Segment Start: DATA FOR THIS TASK

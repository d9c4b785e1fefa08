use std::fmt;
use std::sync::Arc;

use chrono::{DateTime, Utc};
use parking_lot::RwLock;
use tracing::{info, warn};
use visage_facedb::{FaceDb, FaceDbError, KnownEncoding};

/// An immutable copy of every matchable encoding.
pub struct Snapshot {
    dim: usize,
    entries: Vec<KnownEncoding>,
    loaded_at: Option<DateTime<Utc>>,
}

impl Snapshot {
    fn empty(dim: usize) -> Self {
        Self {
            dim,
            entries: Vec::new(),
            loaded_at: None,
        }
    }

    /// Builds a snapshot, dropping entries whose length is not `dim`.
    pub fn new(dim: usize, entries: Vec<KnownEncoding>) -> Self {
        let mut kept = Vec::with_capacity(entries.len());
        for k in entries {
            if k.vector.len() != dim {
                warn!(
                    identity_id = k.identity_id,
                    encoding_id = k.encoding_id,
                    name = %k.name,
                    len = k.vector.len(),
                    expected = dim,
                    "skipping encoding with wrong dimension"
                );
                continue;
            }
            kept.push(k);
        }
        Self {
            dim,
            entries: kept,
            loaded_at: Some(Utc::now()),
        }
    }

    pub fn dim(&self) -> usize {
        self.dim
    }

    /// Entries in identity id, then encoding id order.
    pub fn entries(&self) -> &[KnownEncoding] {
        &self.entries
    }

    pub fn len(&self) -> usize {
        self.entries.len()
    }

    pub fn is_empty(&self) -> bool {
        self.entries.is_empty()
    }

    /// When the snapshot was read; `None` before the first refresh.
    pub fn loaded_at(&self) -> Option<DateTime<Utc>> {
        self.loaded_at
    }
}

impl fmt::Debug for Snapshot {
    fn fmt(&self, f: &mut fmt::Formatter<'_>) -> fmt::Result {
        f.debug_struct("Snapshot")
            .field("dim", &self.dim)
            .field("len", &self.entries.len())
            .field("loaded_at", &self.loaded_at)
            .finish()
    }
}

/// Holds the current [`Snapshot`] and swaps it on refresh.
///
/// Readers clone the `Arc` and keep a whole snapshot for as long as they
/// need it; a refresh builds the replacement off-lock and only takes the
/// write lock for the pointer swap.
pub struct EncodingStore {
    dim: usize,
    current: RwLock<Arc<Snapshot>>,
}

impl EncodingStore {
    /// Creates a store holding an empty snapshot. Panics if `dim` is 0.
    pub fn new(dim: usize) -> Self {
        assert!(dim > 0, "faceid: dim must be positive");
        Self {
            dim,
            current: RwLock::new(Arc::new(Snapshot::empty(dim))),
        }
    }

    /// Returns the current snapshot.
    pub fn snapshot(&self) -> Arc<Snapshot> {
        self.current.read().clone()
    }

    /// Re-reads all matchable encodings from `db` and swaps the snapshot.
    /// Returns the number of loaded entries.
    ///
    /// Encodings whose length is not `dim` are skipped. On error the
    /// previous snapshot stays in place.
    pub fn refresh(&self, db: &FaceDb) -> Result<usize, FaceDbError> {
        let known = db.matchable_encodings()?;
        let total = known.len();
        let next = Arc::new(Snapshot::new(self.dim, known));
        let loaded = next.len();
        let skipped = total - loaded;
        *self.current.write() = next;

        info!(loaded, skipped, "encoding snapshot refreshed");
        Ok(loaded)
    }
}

Segment End: DATA FOR THIS TASK
Segment Start: DATA FOR THIS TASK

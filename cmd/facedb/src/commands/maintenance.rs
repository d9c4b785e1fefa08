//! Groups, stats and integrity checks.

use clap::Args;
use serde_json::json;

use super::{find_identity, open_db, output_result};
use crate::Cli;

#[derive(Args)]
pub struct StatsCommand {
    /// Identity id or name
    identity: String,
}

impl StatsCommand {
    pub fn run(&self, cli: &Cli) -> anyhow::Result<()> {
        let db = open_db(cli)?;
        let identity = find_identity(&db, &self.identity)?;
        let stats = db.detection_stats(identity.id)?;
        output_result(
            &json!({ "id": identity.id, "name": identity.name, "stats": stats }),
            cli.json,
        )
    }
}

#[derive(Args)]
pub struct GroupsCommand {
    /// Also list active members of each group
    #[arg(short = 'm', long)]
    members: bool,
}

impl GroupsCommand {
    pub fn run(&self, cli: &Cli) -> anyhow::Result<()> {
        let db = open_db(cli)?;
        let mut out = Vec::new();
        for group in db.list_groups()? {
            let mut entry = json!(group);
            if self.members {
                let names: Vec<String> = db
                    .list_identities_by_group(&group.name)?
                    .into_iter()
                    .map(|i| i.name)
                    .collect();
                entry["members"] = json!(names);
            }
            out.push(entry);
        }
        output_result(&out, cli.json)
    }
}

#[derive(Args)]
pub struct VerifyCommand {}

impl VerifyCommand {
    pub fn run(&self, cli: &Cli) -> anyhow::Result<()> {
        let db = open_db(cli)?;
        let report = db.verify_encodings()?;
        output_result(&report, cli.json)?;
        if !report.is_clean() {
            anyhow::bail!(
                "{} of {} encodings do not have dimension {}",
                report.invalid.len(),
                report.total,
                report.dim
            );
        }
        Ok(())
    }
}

Segment End: DATA FOR THIS TASK

Filter the records above and copy every line that contains the word "long".

COMPLETED TASK →
/// Readers clone the `Arc` and keep a whole snapshot for as long as they
    #[arg(short = 'm', long)]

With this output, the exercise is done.